Pour certains c’est de la chance, pour d’autres c’est du courage. Quelques uns resteront indifférents… Tout le monde s’est déjà entendu dire « Oh, comme tu as de la chance de faire ceci, de partir là ! » Dans notre cas, nous l’avons entendu, et pas qu’une fois…

Bien sûr, le fait d’habiter, d’être en bonne santé, de travailler en Suisse (ou tout autre pays dit ‘développé’) procure un avantage certain par rapport à d’autres populations moins favorisées, c’est indéniable. Mais à notre avis, la chance s’arrête là ! Dans notre cas, c’est avant tout un choix…

Bien entendu, nous sommes conscients que les charges financières par rapport à une famille ne sont pas les mêmes, mais elles n’en restent pas moins conséquentes proportionnellement. Notre train de vie n’a jamais été élevé et nous disposions chacun d’un revenu correct, sans pour autant être mirobolant… Ce genre de voyage nécessite un minimum d’organisation et de volonté, notre style de vie a donc été adapté à notre projet : finies les dépenses superflues ou futiles, les sorties coûteuses ou les vacances onéreuses. 

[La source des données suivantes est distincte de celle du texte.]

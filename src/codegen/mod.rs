//! Code generation for resolved component documents

mod config;
mod writer;

pub use config::CodegenConfig;
pub use writer::{component_type, generate, CodeWriter};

A présent, je vais utiliser une métaphore pour décrire comment je vois le voyage longue durée. Prenez une bouteille de vin de 5 litres qui représente une année : elle comporte 50 décilitres qui correspondent à chaque semaine (nous savons tous qu’une année comporte 52 semaines, mais j’arrondis volontairement à 50 pour des raisons de calcul). 50 dl = 5 litres = 1 année

En tant qu’employés en Suisse (hors enseignants ou professions particulières), nous avons 4 à 5 semaines de vacances. Dès lors, chaque personne boit maximum 5 décilitres de cette bouteille par année. Le reste de la bouteille est perdu la plupart du temps… Et chaque année, une nouvelle bouteille nous est offerte, sans pour autant pouvoir la cumuler avec les précédentes.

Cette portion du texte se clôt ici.